Frightening, stressful experiences, said Scarf, become situated in a person’s body in such a way that they feel completely familiar. The AAP refers to these disruptive physiologic responses as “biological memories” that increase the risk of health-threatening behaviors and frank disease later in life.”

For Betty, anything that even remotely resembled the threat of an attack might have been enough to set her on a crying jag; her body was no doubt familiar with that state of stress. While other kids were busy learning, she was perhaps afraid of receiving more verbal abuse or worse, preparing for a slap or punch. How can a brain on “high alert” think about multiplication or grammar?

The last child I had in private practice for reading remediation was a little boy of six, whom I will call David. His mother had ignored him for the first four years of his life, until “Mimaw” intervened. David perceived everything as an attack and whined and pouted and carried on for no reason. His diagnoses read like the list of ingredients on a package of Twinkies, and Mimaw told me he was on meds for ADHD. I quickly realized what this little boy needed most was love and consistency from a caring adult. He didn’t need remediation; he needed to be taught in the first place, and even that was putting the cart before the horse. The first day of kindergarten David hit another child and wound up on the principal’s bench. That pretty much set the tone for the whole year.

At any point in the lesson David might dissociate, stare off in the distance, eyes fixed for ten or fifteen seconds before “snapping” back. He also pretended to be a velociraptor, a kind of dinosaur, and turned his hands into taut pincers that he snaked in and out above the table. And he wanted to control absolutely everything. This little boy, I told myself, did not feel safe. He had not had an adult in his life to nurture him and be a parent in the truest sense. After nine months of lessons he’d begun to read and was learning to write in cursive. He could sit in his chair for at least 45 minutes, fully engaged in our activities. And then without warning his mother said he could no longer come. He was getting too close to Mimaw, and apparently that had to stop.

Unlike positive or tolerable stress—the kind kids feel when they have to study for a test or try out for baseball— toxic stress, the AAP position paper says, is the excessive or prolonged activation of the physiologic stress response system in the absence of the buffering protection afforded by stable, responsive relationships.

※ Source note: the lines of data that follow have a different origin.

use std::net::SocketAddr;
use std::sync::Arc;
use std::time::Duration;

use k256::ecdsa::SigningKey;
use k256::elliptic_curve::sec1::ToEncodedPoint;
use k256::PublicKey;
use tokio::net::UdpSocket;
use tokio::sync::{mpsc, Mutex};
use tokio::try_join;
use tracing::{debug, info, warn};

use crate::bootnode::BootNode;
use crate::discv4::{
    get_expiration, is_expired, FindNodeMessage, Message, NeighborsMessage, Packet, PingMessage,
    PongMessage,
};
use crate::kademlia::{KademliaTable, ENDPOINT_TTL_SECS, MAX_NODES_PER_BUCKET};
use crate::node::NetEvent;
use crate::types::{Endpoint, Node, NodeId};
use crate::MAX_DISC_PACKET_SIZE;

const REVALIDATION_INTERVAL_IN_SECONDS: u64 = 30;
const LOOKUP_INTERVAL_IN_SECONDS: u64 = 60;
/// How many peers a revalidation round pings.
const REVALIDATION_FANOUT: usize = 3;
/// How many peers each lookup round queries.
const LOOKUP_ALPHA: usize = 3;

pub(crate) fn node_id_from_signing_key(signer: &SigningKey) -> NodeId {
    let public_key = PublicKey::from(signer.verifying_key());
    let encoded = public_key.to_encoded_point(false);
    NodeId::from_slice(&encoded.as_bytes()[1..])
}

/// Runs discovery until the socket dies: a packet server, a periodic
/// revalidator and a periodic lookup. Freshly proven peers are reported to
/// the manager mailbox as dial candidates.
pub(crate) async fn discover_peers(
    udp_addr: SocketAddr,
    signer: SigningKey,
    bootnodes: Vec<BootNode>,
    events: mpsc::Sender<NetEvent>,
) {
    let udp_socket = match UdpSocket::bind(udp_addr).await {
        Ok(socket) => Arc::new(socket),
        Err(error) => {
            warn!(%udp_addr, %error, "Could not bind discovery socket");
            return;
        }
    };
    let local_addr = udp_socket.local_addr().unwrap_or(udp_addr);
    info!(%local_addr, "Discovery listening");

    let local_node_id = node_id_from_signing_key(&signer);
    let table = Arc::new(Mutex::new(KademliaTable::new(local_node_id)));

    let server_handle = tokio::spawn(discovery_server(
        local_addr,
        udp_socket.clone(),
        table.clone(),
        signer.clone(),
        events,
    ));
    let revalidation_handle = tokio::spawn(peers_revalidation(
        local_addr,
        udp_socket.clone(),
        table.clone(),
        signer.clone(),
        REVALIDATION_INTERVAL_IN_SECONDS,
    ));
    let lookup_handle = tokio::spawn(peers_lookup(
        udp_socket.clone(),
        table.clone(),
        signer.clone(),
        LOOKUP_INTERVAL_IN_SECONDS,
    ));

    bootstrap(local_addr, &udp_socket, &table, &signer, bootnodes).await;

    let _ = try_join!(server_handle, revalidation_handle, lookup_handle);
}

/// Seeds the table with the bootstrap list and pings each entry for an
/// endpoint proof.
async fn bootstrap(
    local_addr: SocketAddr,
    udp_socket: &UdpSocket,
    table: &Mutex<KademliaTable>,
    signer: &SigningKey,
    bootnodes: Vec<BootNode>,
) {
    for bootnode in bootnodes {
        table.lock().await.insert_node(Node {
            ip: bootnode.socket_address.ip(),
            udp_port: bootnode.socket_address.port(),
            // enode urls serve RLPx on the same port
            tcp_port: bootnode.socket_address.port(),
            node_id: bootnode.node_id,
        });
        let ping_hash = ping(udp_socket, local_addr, bootnode.socket_address, signer).await;
        table
            .lock()
            .await
            .update_peer_ping(bootnode.node_id, ping_hash);
    }
}

async fn discovery_server(
    local_addr: SocketAddr,
    udp_socket: Arc<UdpSocket>,
    table: Arc<Mutex<KademliaTable>>,
    signer: SigningKey,
    events: mpsc::Sender<NetEvent>,
) {
    let mut buf = vec![0; MAX_DISC_PACKET_SIZE];

    loop {
        let (read, from) = match udp_socket.recv_from(&mut buf).await {
            Ok(result) => result,
            Err(error) => {
                warn!(%error, "Discovery socket read failed");
                return;
            }
        };

        // Packets with a bad hash or signature are dropped silently.
        let packet = match Packet::decode(&buf[..read]) {
            Ok(packet) => packet,
            Err(error) => {
                debug!(%from, ?error, "Discarding invalid discovery packet");
                continue;
            }
        };

        match packet.get_message() {
            Message::Ping(msg) => {
                if is_expired(msg.expiration) {
                    debug!("Ignoring ping as it is expired.");
                    continue;
                };
                let ping_hash = packet.get_hash();
                pong(&udp_socket, from, ping_hash, &signer).await;
                let node = {
                    let table = table.lock().await;
                    table.get_by_node_id(packet.get_node_id()).cloned()
                };
                if node.is_none() {
                    // Unknown peer: remember it and get our own endpoint
                    // proof under way.
                    let tcp_port = msg.from.tcp_port;
                    let (peer, inserted) = {
                        let mut table = table.lock().await;
                        table.insert_node(Node {
                            ip: from.ip(),
                            udp_port: from.port(),
                            tcp_port,
                            node_id: packet.get_node_id(),
                        })
                    };
                    if inserted && peer.is_some() {
                        let hash = ping(&udp_socket, local_addr, from, &signer).await;
                        table
                            .lock()
                            .await
                            .update_peer_ping(packet.get_node_id(), hash);
                    }
                }
            }
            Message::Pong(msg) => {
                if is_expired(msg.expiration) {
                    debug!("Ignoring pong as it is expired.");
                    continue;
                }
                let peer = {
                    let table = table.lock().await;
                    table.get_by_node_id(packet.get_node_id()).cloned()
                };
                let Some(peer) = peer else {
                    debug!("Discarding pong as it is not a known node");
                    continue;
                };
                match peer.last_ping_hash {
                    Some(hash) if hash == msg.ping_hash => {
                        let newly_proven = !peer.is_proven;
                        table.lock().await.pong_answered(peer.node.node_id);
                        if newly_proven && peer.node.tcp_port != 0 {
                            let _ = events
                                .send(NetEvent::NewCandidate { node: peer.node })
                                .await;
                        }
                    }
                    Some(_) => {
                        debug!("Discarding pong as the hash did not match the last ping")
                    }
                    None => debug!("Discarding pong as the node did not send a previous ping"),
                }
            }
            Message::FindNode(msg) => {
                if is_expired(msg.expiration) {
                    debug!("Ignoring find node msg as it is expired.");
                    continue;
                };
                let node = {
                    let table = table.lock().await;
                    table.get_by_node_id(packet.get_node_id()).cloned()
                };
                let Some(node) = node else {
                    debug!("Ignoring find node message as it is not a known node");
                    continue;
                };
                if !node.is_proven {
                    debug!("Ignoring find node message as the node isn't proven");
                    continue;
                }
                let nodes = {
                    let table = table.lock().await;
                    table.get_closest_nodes(msg.target)
                };
                let expiration = get_expiration(20);
                // Four nodes per datagram keeps packets under the limit.
                for chunk in nodes.chunks(4) {
                    let neighbors =
                        Message::Neighbors(NeighborsMessage::new(chunk.to_vec(), expiration));
                    let mut buf = Vec::new();
                    neighbors.encode_with_header(&mut buf, &signer);
                    if let Err(error) = udp_socket.send_to(&buf, from).await {
                        debug!(%error, "Could not send neighbors");
                        break;
                    }
                }
            }
            Message::Neighbors(msg) => {
                if is_expired(msg.expiration) {
                    debug!("Ignoring neighbor msg as it is expired.");
                    continue;
                };
                let known = {
                    let table = table.lock().await;
                    table.get_by_node_id(packet.get_node_id()).is_some()
                };
                if !known {
                    debug!("Ignoring neighbor msg as it is not a known node");
                    continue;
                }
                for node in msg.nodes.iter().take(MAX_NODES_PER_BUCKET) {
                    let (peer, inserted) = table.lock().await.insert_node(*node);
                    if inserted && peer.is_some() {
                        let hash = ping(&udp_socket, local_addr, node.udp_address(), &signer).await;
                        table.lock().await.update_peer_ping(node.node_id, hash);
                    }
                }
            }
        }
    }
}

/// Periodically pings the least recently contacted peers:
/// 1. Every round, ping up to [`REVALIDATION_FANOUT`] peers.
/// 2. The next round scores the previous pings: answered peers gain
///    liveness, silent ones lose it.
/// 3. Peers that reach zero liveness are replaced from the bucket's
///    replacements list; stale endpoints are evicted outright.
async fn peers_revalidation(
    local_addr: SocketAddr,
    udp_socket: Arc<UdpSocket>,
    table: Arc<Mutex<KademliaTable>>,
    signer: SigningKey,
    interval_seconds: u64,
) {
    let mut interval = tokio::time::interval(Duration::from_secs(interval_seconds));
    let mut previously_pinged: Vec<NodeId> = Vec::new();

    // first tick starts immediately
    interval.tick().await;

    loop {
        interval.tick().await;
        debug!("Running peer revalidation");

        for node_id in previously_pinged.drain(..) {
            let mut table = table.lock().await;
            let Some(peer) = table.get_by_node_id_mut(node_id) else {
                continue;
            };
            if let Some(has_answered) = peer.revalidation {
                if has_answered {
                    peer.increment_liveness();
                } else {
                    peer.decrement_liveness();
                }
            }
            peer.revalidation = None;

            if peer.liveness == 0 {
                let replacement = table.replace_peer(node_id);
                if let Some(replacement) = replacement {
                    let hash = ping(
                        &udp_socket,
                        local_addr,
                        replacement.node.udp_address(),
                        &signer,
                    )
                    .await;
                    table.update_peer_ping(replacement.node.node_id, hash);
                }
            }
        }

        table.lock().await.evict_stale(ENDPOINT_TTL_SECS);

        let peers = table
            .lock()
            .await
            .get_least_recently_pinged_peers(REVALIDATION_FANOUT);
        for peer in peers {
            let hash = ping(&udp_socket, local_addr, peer.node.udp_address(), &signer).await;
            table
                .lock()
                .await
                .update_peer_ping_with_revalidation(peer.node.node_id, hash);
            previously_pinged.push(peer.node.node_id);

            debug!(node = %peer.node.node_id, "Pinging peer to re-validate");
        }

        debug!("Peer revalidation finished");
    }
}

/// Periodically asks a few proven peers for nodes close to a random target,
/// growing the candidate pool beyond the bootstrap list.
async fn peers_lookup(
    udp_socket: Arc<UdpSocket>,
    table: Arc<Mutex<KademliaTable>>,
    signer: SigningKey,
    interval_seconds: u64,
) {
    let mut interval = tokio::time::interval(Duration::from_secs(interval_seconds));

    loop {
        interval.tick().await;
        debug!("Starting lookup");

        let target = node_id_from_signing_key(&SigningKey::random(&mut rand::rngs::OsRng));
        let peers: Vec<Node> = {
            let table = table.lock().await;
            table.connectable_peers()
        };
        for peer in peers.iter().take(LOOKUP_ALPHA) {
            let msg = Message::FindNode(FindNodeMessage::new(target, get_expiration(20)));
            let mut buf = Vec::new();
            msg.encode_with_header(&mut buf, &signer);
            let _ = udp_socket.send_to(&buf, peer.udp_address()).await;
        }

        debug!("Lookup finished");
    }
}

/// Sends a ping to the addr.
/// # Returns
/// an optional hash corresponding to the message header hash to account if
/// the send was successful.
async fn ping(
    socket: &UdpSocket,
    local_addr: SocketAddr,
    to_addr: SocketAddr,
    signer: &SigningKey,
) -> Option<etherlight_core::H256> {
    let mut buf = Vec::new();
    let expiration = get_expiration(20);

    let from = Endpoint {
        ip: local_addr.ip(),
        udp_port: local_addr.port(),
        tcp_port: 0,
    };
    let to = Endpoint {
        ip: to_addr.ip(),
        udp_port: to_addr.port(),
        tcp_port: 0,
    };

    let ping = Message::Ping(PingMessage::new(from, to, expiration));
    ping.encode_with_header(&mut buf, signer);
    let sent = socket.send_to(&buf, to_addr).await.ok()?;

    // sanity check to make sure the ping was well sent
    (sent == buf.len()).then(|| etherlight_core::H256::from_slice(&buf[0..32]))
}

async fn pong(
    socket: &UdpSocket,
    to_addr: SocketAddr,
    ping_hash: etherlight_core::H256,
    signer: &SigningKey,
) {
    let mut buf = Vec::new();
    let expiration = get_expiration(20);

    let to = Endpoint {
        ip: to_addr.ip(),
        udp_port: to_addr.port(),
        tcp_port: 0,
    };
    let pong = Message::Pong(PongMessage::new(to, ping_hash, expiration));

    pong.encode_with_header(&mut buf, signer);
    let _ = socket.send_to(&buf, to_addr).await;
}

In other words, without nurturing adults to intervene in stressful situations, children cannot regulate themselves; their stress response system stays “turned on,” and is not returned to normal functioning.

The effects of ongoing stress in the home are significant “because they can undermine the development of those adaptive capacities,” the statement said; the kind that make us emotionally stable and resilient human beings. It doesn’t matter whether the stress is caused by alcoholism, poverty, screaming and yelling, or neglect; a child’s brain cannot tell the difference.

People used to think such children should somehow be able to pull themselves up by their bootstraps, and by sheer grit and gumption manage to succeed. Today we know why that is not likely to happen without specific intervention.

Toxic stress affected all of the children I’ve written about here. It damaged their ability to learn, relate, and behave in developmentally appropriate ways. Now, with an unprecedented push for prevention, intervention, and treatment of toxic stress in children, the American Academy of Pediatrics has committed itself to combating one more dangerous “disease.” According to the Policy Statement, “The AAP is committed to leading an invigorated, science-based effort at transforming the way our society invests in the development of all children, particularly those who face significant adversity.” FFG

* Name changed to protect the child’s privacy.